#### [DATA PROVIDED]
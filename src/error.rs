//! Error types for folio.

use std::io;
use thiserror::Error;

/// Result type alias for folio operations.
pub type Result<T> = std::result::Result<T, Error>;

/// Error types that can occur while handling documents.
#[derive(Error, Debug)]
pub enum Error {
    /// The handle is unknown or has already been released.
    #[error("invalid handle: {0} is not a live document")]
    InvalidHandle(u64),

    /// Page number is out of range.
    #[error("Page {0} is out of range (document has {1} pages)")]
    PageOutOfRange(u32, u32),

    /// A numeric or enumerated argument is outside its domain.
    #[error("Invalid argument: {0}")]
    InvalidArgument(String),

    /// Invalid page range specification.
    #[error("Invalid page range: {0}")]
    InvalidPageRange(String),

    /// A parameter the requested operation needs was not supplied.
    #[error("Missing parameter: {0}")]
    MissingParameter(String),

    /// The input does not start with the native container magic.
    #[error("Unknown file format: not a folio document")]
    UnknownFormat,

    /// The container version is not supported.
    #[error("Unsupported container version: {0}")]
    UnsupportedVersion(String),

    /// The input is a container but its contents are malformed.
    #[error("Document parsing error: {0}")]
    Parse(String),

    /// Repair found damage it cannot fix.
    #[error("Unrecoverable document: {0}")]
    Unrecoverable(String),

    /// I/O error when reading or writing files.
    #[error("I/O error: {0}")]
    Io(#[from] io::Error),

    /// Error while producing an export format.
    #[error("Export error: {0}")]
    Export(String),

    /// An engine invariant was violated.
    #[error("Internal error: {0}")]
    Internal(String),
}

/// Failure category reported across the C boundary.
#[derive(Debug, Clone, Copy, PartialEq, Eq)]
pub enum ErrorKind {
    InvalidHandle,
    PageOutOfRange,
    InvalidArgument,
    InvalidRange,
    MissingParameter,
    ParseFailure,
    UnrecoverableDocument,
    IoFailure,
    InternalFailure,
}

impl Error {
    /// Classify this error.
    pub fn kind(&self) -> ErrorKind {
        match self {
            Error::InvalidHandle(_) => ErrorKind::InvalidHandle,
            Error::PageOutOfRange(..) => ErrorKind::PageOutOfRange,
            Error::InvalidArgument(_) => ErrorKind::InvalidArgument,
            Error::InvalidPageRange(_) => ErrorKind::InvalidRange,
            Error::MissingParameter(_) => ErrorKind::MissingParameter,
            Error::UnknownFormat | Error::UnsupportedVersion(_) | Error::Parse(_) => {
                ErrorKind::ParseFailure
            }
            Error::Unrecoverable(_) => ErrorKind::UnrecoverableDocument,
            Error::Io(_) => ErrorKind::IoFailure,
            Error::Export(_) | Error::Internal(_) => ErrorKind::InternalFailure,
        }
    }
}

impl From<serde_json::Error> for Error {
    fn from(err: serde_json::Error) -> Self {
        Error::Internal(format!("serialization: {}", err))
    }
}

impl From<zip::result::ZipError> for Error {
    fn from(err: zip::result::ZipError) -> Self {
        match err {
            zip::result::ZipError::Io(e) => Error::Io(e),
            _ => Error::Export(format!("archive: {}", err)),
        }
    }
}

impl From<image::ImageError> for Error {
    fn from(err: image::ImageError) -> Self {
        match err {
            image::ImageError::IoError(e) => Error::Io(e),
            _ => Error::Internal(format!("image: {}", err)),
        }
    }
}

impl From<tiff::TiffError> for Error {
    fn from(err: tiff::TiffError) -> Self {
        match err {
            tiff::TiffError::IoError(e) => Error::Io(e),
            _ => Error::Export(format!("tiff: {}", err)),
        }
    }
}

==

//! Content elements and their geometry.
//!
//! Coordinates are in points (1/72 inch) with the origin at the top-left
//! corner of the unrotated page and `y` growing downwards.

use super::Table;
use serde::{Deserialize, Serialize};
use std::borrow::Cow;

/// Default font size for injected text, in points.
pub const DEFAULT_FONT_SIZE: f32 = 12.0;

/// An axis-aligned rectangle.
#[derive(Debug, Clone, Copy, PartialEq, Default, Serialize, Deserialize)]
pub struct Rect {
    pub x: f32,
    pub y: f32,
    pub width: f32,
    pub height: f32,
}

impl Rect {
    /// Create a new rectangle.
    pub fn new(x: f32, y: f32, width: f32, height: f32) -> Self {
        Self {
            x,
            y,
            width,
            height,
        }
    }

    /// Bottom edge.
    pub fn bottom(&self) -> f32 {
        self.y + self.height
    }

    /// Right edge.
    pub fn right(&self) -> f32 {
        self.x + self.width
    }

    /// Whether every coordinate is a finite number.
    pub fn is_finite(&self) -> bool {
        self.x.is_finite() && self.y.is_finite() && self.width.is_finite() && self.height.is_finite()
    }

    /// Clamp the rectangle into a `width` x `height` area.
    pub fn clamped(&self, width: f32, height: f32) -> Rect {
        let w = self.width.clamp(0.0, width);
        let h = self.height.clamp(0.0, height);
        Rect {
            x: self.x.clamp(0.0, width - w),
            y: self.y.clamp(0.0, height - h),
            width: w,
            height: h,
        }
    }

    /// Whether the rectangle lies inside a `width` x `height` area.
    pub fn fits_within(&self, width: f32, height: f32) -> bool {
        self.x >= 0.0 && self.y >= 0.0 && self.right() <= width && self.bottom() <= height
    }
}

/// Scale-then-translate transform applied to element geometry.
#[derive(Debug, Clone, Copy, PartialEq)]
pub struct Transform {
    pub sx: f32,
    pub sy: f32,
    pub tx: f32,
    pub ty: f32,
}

---

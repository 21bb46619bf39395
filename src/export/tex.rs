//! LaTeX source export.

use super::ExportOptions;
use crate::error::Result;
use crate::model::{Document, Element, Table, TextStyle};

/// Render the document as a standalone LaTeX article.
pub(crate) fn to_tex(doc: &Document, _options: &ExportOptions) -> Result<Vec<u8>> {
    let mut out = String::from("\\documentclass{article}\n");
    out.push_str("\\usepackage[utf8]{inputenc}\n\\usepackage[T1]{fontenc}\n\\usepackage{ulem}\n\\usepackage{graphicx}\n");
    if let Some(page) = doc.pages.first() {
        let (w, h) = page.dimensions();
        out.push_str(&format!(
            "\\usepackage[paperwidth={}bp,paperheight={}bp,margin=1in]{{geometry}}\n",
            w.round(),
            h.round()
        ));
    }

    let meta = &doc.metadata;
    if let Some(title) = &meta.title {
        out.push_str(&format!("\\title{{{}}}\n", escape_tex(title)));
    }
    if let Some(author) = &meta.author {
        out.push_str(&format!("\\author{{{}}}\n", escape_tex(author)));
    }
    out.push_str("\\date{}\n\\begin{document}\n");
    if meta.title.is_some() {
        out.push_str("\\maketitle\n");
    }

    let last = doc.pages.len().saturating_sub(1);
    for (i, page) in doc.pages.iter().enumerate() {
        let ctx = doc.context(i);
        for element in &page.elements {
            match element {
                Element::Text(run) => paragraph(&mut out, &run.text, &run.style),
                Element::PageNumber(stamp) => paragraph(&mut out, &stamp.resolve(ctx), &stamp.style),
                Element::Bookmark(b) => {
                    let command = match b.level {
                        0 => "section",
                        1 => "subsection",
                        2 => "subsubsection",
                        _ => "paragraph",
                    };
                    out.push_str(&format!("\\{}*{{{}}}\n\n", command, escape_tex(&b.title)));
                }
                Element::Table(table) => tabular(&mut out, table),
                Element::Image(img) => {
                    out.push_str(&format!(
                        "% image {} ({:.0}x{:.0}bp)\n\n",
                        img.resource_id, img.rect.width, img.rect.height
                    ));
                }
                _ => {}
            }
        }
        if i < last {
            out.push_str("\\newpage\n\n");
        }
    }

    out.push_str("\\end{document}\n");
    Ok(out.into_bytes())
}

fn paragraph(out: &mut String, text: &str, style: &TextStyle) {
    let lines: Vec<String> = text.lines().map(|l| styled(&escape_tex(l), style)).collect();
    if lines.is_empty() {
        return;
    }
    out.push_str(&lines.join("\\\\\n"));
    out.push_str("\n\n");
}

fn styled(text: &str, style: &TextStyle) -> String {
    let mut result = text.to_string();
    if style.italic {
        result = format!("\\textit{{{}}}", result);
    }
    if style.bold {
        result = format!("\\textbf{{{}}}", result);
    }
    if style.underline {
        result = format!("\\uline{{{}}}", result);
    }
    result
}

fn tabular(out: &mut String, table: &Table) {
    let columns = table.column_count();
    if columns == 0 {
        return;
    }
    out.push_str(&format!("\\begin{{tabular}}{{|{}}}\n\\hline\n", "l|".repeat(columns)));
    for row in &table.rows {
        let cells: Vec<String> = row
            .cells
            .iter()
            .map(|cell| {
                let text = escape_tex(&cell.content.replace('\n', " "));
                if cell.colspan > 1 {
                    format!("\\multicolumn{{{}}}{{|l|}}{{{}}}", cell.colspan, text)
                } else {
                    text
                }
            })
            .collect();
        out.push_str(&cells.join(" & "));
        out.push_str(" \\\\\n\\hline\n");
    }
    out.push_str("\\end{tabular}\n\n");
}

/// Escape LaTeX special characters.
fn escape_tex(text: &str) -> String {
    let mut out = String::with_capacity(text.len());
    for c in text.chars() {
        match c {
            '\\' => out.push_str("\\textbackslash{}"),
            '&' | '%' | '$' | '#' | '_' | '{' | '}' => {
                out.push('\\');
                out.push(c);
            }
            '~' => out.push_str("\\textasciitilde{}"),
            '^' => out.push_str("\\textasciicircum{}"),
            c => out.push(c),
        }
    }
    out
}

#### [WHAT YOU HAVE TO DO]
Pull out all lines in the data above that include "InvalidArgument".

#### [RESPONSE TO THE EXERCISE]
    InvalidArgument(String),
    InvalidArgument,
            Error::InvalidArgument(_) => ErrorKind::InvalidArgument,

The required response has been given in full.